Would you find each line in the entries below with the string "expected" and copy it?

**Data provided**
****

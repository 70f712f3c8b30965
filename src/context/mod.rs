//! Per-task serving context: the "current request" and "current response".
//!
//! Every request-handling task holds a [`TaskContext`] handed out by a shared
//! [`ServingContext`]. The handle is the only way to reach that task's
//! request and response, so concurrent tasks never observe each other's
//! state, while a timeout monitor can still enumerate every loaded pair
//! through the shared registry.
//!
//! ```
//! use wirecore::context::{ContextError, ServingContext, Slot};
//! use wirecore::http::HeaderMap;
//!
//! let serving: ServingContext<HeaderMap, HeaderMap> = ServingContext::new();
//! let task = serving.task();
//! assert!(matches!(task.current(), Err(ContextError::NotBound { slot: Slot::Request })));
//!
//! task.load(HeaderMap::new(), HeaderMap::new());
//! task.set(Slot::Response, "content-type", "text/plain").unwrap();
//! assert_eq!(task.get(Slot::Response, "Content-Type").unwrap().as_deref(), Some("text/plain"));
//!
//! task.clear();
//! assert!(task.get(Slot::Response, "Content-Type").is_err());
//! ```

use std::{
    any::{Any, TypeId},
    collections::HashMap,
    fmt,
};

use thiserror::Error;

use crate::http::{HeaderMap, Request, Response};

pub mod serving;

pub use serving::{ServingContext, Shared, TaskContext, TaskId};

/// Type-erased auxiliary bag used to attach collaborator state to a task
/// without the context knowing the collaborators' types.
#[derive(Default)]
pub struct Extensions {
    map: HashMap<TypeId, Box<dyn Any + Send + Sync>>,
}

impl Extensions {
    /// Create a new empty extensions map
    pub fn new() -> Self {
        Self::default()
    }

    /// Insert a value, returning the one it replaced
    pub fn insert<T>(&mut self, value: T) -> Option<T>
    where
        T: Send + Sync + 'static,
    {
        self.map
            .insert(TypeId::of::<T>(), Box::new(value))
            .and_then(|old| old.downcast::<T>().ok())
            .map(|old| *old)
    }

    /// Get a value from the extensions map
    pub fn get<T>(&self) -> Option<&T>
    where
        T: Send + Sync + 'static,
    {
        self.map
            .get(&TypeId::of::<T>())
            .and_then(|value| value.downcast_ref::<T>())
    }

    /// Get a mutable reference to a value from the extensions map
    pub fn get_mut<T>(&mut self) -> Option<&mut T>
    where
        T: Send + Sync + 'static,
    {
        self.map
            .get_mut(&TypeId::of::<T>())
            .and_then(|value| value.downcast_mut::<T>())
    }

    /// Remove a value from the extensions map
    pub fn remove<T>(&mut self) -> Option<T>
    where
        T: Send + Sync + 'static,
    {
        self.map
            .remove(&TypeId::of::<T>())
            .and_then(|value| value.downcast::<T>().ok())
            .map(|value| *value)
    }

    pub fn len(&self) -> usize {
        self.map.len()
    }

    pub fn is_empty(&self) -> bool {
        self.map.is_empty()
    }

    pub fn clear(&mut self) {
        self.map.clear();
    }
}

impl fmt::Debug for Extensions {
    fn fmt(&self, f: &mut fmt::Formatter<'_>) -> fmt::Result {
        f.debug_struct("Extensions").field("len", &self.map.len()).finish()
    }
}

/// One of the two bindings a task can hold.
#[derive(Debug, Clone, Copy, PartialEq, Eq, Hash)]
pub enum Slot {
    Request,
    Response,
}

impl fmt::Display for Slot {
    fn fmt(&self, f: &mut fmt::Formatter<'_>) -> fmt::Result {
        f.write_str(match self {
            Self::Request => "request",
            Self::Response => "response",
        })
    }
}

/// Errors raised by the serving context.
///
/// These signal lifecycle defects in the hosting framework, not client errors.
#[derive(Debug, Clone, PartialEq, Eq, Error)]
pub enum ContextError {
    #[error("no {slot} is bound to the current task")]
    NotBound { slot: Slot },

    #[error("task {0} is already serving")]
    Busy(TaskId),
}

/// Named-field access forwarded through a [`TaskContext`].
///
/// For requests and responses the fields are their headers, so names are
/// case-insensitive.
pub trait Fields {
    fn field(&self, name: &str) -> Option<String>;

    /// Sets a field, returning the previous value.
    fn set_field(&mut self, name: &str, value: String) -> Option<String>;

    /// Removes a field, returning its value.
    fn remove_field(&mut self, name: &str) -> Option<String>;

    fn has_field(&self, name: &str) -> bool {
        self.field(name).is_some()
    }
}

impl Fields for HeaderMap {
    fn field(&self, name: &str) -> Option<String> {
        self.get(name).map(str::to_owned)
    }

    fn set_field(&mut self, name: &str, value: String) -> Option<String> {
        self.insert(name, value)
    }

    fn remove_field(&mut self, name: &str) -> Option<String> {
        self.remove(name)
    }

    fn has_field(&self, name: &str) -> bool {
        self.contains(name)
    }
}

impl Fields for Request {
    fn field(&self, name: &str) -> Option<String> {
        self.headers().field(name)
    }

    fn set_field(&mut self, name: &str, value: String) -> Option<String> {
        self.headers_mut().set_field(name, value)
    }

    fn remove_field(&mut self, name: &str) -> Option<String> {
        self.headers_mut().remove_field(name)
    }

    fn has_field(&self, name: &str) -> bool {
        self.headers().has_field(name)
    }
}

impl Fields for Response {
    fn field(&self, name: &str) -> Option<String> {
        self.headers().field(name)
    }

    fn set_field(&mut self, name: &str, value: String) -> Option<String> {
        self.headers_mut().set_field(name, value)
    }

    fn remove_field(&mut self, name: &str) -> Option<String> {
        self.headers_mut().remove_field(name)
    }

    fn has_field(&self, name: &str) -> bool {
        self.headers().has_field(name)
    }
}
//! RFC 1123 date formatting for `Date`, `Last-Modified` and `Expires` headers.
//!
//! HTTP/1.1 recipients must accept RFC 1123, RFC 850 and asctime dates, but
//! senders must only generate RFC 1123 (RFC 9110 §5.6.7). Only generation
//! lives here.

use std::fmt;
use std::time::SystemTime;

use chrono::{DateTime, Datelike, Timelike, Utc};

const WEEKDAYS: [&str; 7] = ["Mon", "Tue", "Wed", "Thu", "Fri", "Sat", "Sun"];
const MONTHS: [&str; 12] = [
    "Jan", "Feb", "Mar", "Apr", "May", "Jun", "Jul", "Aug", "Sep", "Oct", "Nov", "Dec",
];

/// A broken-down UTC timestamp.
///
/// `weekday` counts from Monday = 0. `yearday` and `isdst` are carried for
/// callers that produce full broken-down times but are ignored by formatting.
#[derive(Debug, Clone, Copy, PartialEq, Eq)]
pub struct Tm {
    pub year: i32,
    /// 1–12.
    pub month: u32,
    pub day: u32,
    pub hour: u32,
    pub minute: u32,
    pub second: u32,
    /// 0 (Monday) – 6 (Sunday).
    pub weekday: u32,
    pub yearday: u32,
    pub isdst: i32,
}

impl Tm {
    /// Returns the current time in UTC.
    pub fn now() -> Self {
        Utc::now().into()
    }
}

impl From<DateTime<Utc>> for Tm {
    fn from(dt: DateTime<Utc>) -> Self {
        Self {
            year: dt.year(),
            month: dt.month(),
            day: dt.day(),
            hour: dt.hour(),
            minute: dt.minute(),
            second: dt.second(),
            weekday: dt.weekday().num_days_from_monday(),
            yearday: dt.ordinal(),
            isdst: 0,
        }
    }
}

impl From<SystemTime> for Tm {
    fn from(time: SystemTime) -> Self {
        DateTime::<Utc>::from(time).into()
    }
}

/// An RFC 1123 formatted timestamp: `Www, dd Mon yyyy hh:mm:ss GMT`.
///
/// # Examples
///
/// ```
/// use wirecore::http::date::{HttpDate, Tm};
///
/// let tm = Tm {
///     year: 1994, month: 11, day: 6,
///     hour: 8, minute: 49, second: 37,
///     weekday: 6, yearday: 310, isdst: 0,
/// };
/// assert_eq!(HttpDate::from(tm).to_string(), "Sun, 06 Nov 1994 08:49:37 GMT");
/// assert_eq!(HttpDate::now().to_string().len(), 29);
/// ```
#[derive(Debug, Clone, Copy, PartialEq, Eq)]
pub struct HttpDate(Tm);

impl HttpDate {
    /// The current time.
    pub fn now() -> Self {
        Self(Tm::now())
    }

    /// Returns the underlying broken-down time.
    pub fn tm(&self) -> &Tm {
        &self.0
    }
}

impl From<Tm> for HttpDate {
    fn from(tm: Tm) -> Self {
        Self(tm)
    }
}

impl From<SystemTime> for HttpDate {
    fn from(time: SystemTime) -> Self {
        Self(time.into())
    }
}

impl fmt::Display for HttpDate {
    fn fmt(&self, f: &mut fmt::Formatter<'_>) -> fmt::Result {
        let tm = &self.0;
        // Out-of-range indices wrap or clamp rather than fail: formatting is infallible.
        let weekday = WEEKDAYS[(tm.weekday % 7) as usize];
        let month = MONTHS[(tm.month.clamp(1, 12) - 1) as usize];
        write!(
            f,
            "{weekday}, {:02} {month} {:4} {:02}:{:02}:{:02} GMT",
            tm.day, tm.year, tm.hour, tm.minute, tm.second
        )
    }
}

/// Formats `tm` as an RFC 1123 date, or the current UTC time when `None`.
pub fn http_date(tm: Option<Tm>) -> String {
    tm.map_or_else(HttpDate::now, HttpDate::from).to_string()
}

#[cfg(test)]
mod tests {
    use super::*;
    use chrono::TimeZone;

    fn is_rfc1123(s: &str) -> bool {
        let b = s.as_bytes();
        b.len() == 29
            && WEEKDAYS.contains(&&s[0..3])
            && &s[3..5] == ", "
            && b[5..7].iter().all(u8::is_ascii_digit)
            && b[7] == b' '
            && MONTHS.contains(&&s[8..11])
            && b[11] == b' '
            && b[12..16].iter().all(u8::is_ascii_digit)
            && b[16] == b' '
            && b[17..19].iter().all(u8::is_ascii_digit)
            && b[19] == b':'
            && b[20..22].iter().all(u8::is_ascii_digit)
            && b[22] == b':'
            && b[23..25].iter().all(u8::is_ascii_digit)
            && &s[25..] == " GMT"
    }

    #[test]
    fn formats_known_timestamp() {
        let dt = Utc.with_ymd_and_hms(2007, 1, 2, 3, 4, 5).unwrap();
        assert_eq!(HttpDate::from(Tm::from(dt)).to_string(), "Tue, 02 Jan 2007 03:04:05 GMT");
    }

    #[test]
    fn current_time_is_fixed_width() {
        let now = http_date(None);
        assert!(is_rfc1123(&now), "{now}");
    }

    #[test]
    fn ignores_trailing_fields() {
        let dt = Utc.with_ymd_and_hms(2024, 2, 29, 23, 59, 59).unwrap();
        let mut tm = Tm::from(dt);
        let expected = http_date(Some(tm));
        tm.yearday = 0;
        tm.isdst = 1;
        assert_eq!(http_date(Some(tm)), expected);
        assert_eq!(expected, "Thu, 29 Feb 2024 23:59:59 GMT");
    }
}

****

**Solution**
        let expected = http_date(Some(tm));
        assert_eq!(http_date(Some(tm)), expected);
        assert_eq!(expected, "Thu, 29 Feb 2024 23:59:59 GMT");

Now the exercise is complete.